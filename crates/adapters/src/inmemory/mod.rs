//! In-Memory Repository Implementations
//!
//! Process-local stand-ins for the PostgreSQL adapters. They honor the same
//! contracts (generation tagging, pointer semantics, ordering rules) and back
//! the end-to-end tests of the application layer.

mod job_store;
mod rank_repository;

pub use job_store::{InMemoryJob, InMemoryJobStore};
pub use rank_repository::InMemoryRankRepository;
//! PostgreSQL fairness integration tests
//!
//! Run with `--features container_tests`; needs a Docker daemon.

#![cfg(feature = "container_tests")]

mod helpers;

use fairq_adapters::{PostgreSqlJobStore, PostgreSqlRankRepository, TableName};
use fairq_core::{
    CandidateQuery, Generation, JobId, QueueScope, RankEntry, RankRow, TenantKey, TenantStats,
    WorkerName,
};
use fairq_ports::{GenerationPointer, JobStore, RankSnapshotStore, TenantCountRow};
use sqlx::PgPool;

use helpers::test_pool;

fn tenant(key: &str) -> TenantKey {
    TenantKey::new(key).unwrap()
}

fn rank_row(key: &str, busy: u64, waiting: u64, generation: i64) -> RankRow {
    RankEntry::from_stats(tenant(key), TenantStats::new(busy, waiting))
        .with_generation(Generation::new(generation))
}

struct Stores {
    pool: PgPool,
    jobs_table: String,
    jobs: PostgreSqlJobStore,
    ranks: PostgreSqlRankRepository,
}

/// Fresh job and rank tables named after the test
async fn stores(name: &str) -> Stores {
    let pool = test_pool().await;
    let jobs_table = format!("jobs_{}", name);
    let ranks_table = format!("ranks_{}", name);

    for table in [&jobs_table, &ranks_table] {
        sqlx::query(&format!("DROP TABLE IF EXISTS {}", table))
            .execute(&pool)
            .await
            .unwrap();
    }

    let jobs = PostgreSqlJobStore::new(
        pool.clone(),
        TableName::new(jobs_table.clone()).unwrap(),
        TableName::new(ranks_table.clone()).unwrap(),
    );
    let ranks = PostgreSqlRankRepository::new(pool.clone(), TableName::new(ranks_table).unwrap());
    jobs.init_schema().await.unwrap();
    ranks.init_schema().await.unwrap();

    Stores {
        pool,
        jobs_table,
        jobs,
        ranks,
    }
}

impl Stores {
    async fn lock(&self, id: JobId) {
        sqlx::query(&format!(
            "UPDATE {} SET locked_at = now(), locked_by = 'seed' WHERE id = $1",
            self.jobs_table
        ))
        .bind(id.0)
        .execute(&self.pool)
        .await
        .unwrap();
    }

    async fn seed(&self, key: &str, queue: Option<&str>, busy: usize, waiting: usize) {
        for _ in 0..busy {
            let id = self.jobs.enqueue(&tenant(key), queue, 0).await.unwrap();
            self.lock(id).await;
        }
        for _ in 0..waiting {
            self.jobs.enqueue(&tenant(key), queue, 0).await.unwrap();
        }
    }

    /// Publish ranks computed from the current job table.
    async fn publish(&self, generation: i64) {
        let rows: Vec<RankRow> = self
            .jobs
            .tenant_counts(&QueueScope::all())
            .await
            .unwrap()
            .into_iter()
            .map(|row| rank_row(&row.tenant_key, row.busy as u64, row.waiting as u64, generation))
            .collect();
        self.ranks
            .write_generation(&rows, Generation::new(generation), 2)
            .await
            .unwrap();
        self.ranks.advance(Generation::new(generation)).await.unwrap();
    }
}

#[tokio::test]
async fn test_pointer_is_created_lazily_and_advances() {
    let s = stores("pointer").await;

    assert_eq!(s.ranks.current().await.unwrap(), Generation::INITIAL);
    assert_eq!(s.ranks.current().await.unwrap(), Generation::INITIAL);

    s.ranks.advance(Generation::new(42)).await.unwrap();

    // A second handle on the same table sees the same pointer.
    let other = PostgreSqlRankRepository::new(
        s.pool.clone(),
        TableName::new("ranks_pointer").unwrap(),
    );
    assert_eq!(other.current().await.unwrap(), Generation::new(42));

    let pointers: i64 = sqlx::query_scalar(
        "SELECT COUNT(*) FROM ranks_pointer WHERE tenant_key = 'FAIRQ_SYSTEM_PRIMARY'",
    )
    .fetch_one(&s.pool)
    .await
    .unwrap();
    assert_eq!(pointers, 1);
}

#[tokio::test]
async fn test_generations_are_isolated_until_cleanup() {
    let s = stores("generations").await;

    let first = vec![rank_row("a", 1, 1, 1), rank_row("b", 0, 3, 1)];
    s.ranks.write_generation(&first, Generation::new(1), 1).await.unwrap();
    s.ranks.advance(Generation::new(1)).await.unwrap();

    let second = vec![
        rank_row("a", 2, 0, 2),
        rank_row("b", 0, 1, 2),
        rank_row("c", 5, 5, 2),
    ];
    s.ranks.write_generation(&second, Generation::new(2), 2).await.unwrap();

    // Written but not published yet.
    assert_eq!(s.ranks.current_rows().await.unwrap().len(), 2);

    s.ranks.advance(Generation::new(2)).await.unwrap();
    let mut current = s.ranks.current_rows().await.unwrap();
    current.sort_by(|a, b| a.tenant_key.cmp(&b.tenant_key));
    assert_eq!(current, second);

    let top = s.ranks.top_ranks(Generation::new(2), 2).await.unwrap();
    let keys: Vec<&str> = top.iter().map(|row| row.tenant_key.as_str()).collect();
    assert_eq!(keys, vec!["b", "a"]);

    assert_eq!(s.ranks.cleanup_stale().await.unwrap(), 2);
    assert_eq!(s.ranks.cleanup_stale().await.unwrap(), 0);
    assert_eq!(s.ranks.current().await.unwrap(), Generation::new(2));
    assert_eq!(s.ranks.current_rows().await.unwrap().len(), 3);
}

#[tokio::test]
async fn test_failed_write_leaves_no_partial_generation() {
    let s = stores("partial").await;

    // The duplicate lands in the second batch and aborts the whole write.
    let rows = vec![
        rank_row("a", 0, 1, 7),
        rank_row("b", 0, 1, 7),
        rank_row("a", 1, 1, 7),
    ];
    assert!(s.ranks.write_generation(&rows, Generation::new(7), 2).await.is_err());

    assert!(s.ranks.top_ranks(Generation::new(7), 10).await.unwrap().is_empty());
    assert_eq!(s.ranks.current().await.unwrap(), Generation::INITIAL);
}

#[tokio::test]
async fn test_tenant_counts_skip_failed_and_errored_jobs() {
    let s = stores("counts").await;
    s.seed("a", None, 2, 1).await;
    s.seed("b", Some("other"), 0, 2).await;

    let failed = s.jobs.enqueue(&tenant("a"), None, 0).await.unwrap();
    let errored = s.jobs.enqueue(&tenant("a"), None, 0).await.unwrap();
    sqlx::query("UPDATE jobs_counts SET failed_at = now() WHERE id = $1")
        .bind(failed.0)
        .execute(&s.pool)
        .await
        .unwrap();
    sqlx::query("UPDATE jobs_counts SET last_error = 'boom' WHERE id = $1")
        .bind(errored.0)
        .execute(&s.pool)
        .await
        .unwrap();

    let mut counts = s.jobs.tenant_counts(&QueueScope::all()).await.unwrap();
    counts.sort_by(|x, y| x.tenant_key.cmp(&y.tenant_key));
    assert_eq!(
        counts,
        vec![
            TenantCountRow {
                tenant_key: "a".to_string(),
                busy: 2,
                waiting: 1,
            },
            TenantCountRow {
                tenant_key: "b".to_string(),
                busy: 0,
                waiting: 2,
            },
        ]
    );

    let scoped = s.jobs.tenant_counts(&QueueScope::only(["other"])).await.unwrap();
    assert_eq!(scoped.len(), 1);
    assert_eq!(scoped[0].tenant_key, "b");
}

#[tokio::test]
async fn test_fair_claim_orders_by_rank_within_priority() {
    let s = stores("fair_claim").await;
    s.seed("A", None, 2, 1).await;
    s.seed("B", None, 1, 1).await;
    s.seed("C", None, 0, 1).await;
    s.seed("D", None, 2, 0).await;
    s.publish(1).await;

    let worker = WorkerName::new("worker-1");
    let query = CandidateQuery::fair(QueueScope::all(), Generation::new(1), 100, 5);

    let mut order = Vec::new();
    while let Some(job) = s.jobs.claim(&query, &worker).await.unwrap() {
        assert_eq!(job.locked_by, worker);
        order.push(job.tenant_key.to_string());
    }
    assert_eq!(order, vec!["C", "B", "A"]);
}

#[tokio::test]
async fn test_fair_claim_keeps_tenants_beyond_top_k() {
    let s = stores("top_k").await;
    s.seed("idle", None, 0, 1).await;
    s.seed("busy", None, 3, 1).await;
    let urgent = s.jobs.enqueue(&tenant("busy"), None, -5).await.unwrap();
    s.publish(1).await;

    let worker = WorkerName::new("w");
    let query = CandidateQuery::fair(QueueScope::all(), Generation::new(1), 1, 5);

    let first = s.jobs.claim(&query, &worker).await.unwrap().unwrap();
    let second = s.jobs.claim(&query, &worker).await.unwrap().unwrap();
    let third = s.jobs.claim(&query, &worker).await.unwrap().unwrap();

    assert_eq!(first.id, urgent);
    assert_eq!(second.tenant_key.as_str(), "idle");
    assert_eq!(third.tenant_key.as_str(), "busy");
    assert!(s.jobs.claim(&query, &worker).await.unwrap().is_none());
}

#[tokio::test]
async fn test_baseline_claim_respects_queue_scope() {
    let s = stores("baseline").await;
    s.seed("a", Some("mailers"), 0, 1).await;
    s.seed("b", Some("default"), 0, 1).await;

    let worker = WorkerName::new("w");
    let query = CandidateQuery::baseline(QueueScope::only(["mailers"]), 5);

    let job = s.jobs.claim(&query, &worker).await.unwrap().unwrap();
    assert_eq!(job.queue.as_deref(), Some("mailers"));
    assert!(s.jobs.claim(&query, &worker).await.unwrap().is_none());

    s.jobs.complete(job.id).await.unwrap();
    let remaining: i64 = sqlx::query_scalar("SELECT COUNT(*) FROM jobs_baseline")
        .fetch_one(&s.pool)
        .await
        .unwrap();
    assert_eq!(remaining, 1);
}

#[tokio::test]
async fn test_claim_returns_jobs_with_unrankable_fair_key() {
    let s = stores("blank_key").await;
    s.seed("a", None, 1, 0).await;
    s.publish(1).await;
    let blank: i64 = sqlx::query_scalar(
        "INSERT INTO jobs_blank_key (fair_key, priority) VALUES ('', -1) RETURNING id",
    )
    .fetch_one(&s.pool)
    .await
    .unwrap();

    let worker = WorkerName::new("w");
    let query = CandidateQuery::fair(QueueScope::all(), Generation::new(1), 100, 5);

    let job = s.jobs.claim(&query, &worker).await.unwrap().unwrap();
    assert_eq!(job.id, JobId(blank));
    assert_eq!(job.tenant_key, "");
    assert_eq!(job.locked_by, worker);

    let locked_by: Option<String> =
        sqlx::query_scalar("SELECT locked_by FROM jobs_blank_key WHERE id = $1")
            .bind(blank)
            .fetch_one(&s.pool)
            .await
            .unwrap();
    assert_eq!(locked_by.as_deref(), Some("w"));
    assert!(s.jobs.claim(&query, &worker).await.unwrap().is_none());
}

#[tokio::test]
async fn test_concurrent_claims_never_share_a_job() {
    let s = stores("concurrent").await;
    for key in ["a", "b", "c"] {
        s.seed(key, None, 0, 5).await;
    }
    s.publish(1).await;

    let query = CandidateQuery::fair(QueueScope::all(), Generation::new(1), 100, 5);
    let mut handles = Vec::new();
    for n in 0..4 {
        let jobs = s.jobs.clone();
        let query = query.clone();
        handles.push(tokio::spawn(async move {
            let worker = WorkerName::new(format!("worker-{n}"));
            let mut claimed = Vec::new();
            while let Some(job) = jobs.claim(&query, &worker).await.unwrap() {
                claimed.push(job.id);
            }
            claimed
        }));
    }

    let mut all = Vec::new();
    for handle in handles {
        all.extend(handle.await.unwrap());
    }
    let claimed = all.len();
    all.sort();
    all.dedup();
    assert_eq!(claimed, 15);
    assert_eq!(all.len(), 15);
}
━━━━━━━━━━
PROBLEM REQUIREMENTS ▸
Reproduce exactly, please, only the lines from the start of the data above to the line that contains "mod rank_repository;", with both ends kept.

EXERCISE RESULT ▸
filename crates/adapters/src/inmemory/mod.rs
//! In-Memory Repository Implementations
//!
//! Process-local stand-ins for the PostgreSQL adapters. They honor the same
//! contracts (generation tagging, pointer semantics, ordering rules) and back
//! the end-to-end tests of the application layer.

mod job_store;
mod rank_repository;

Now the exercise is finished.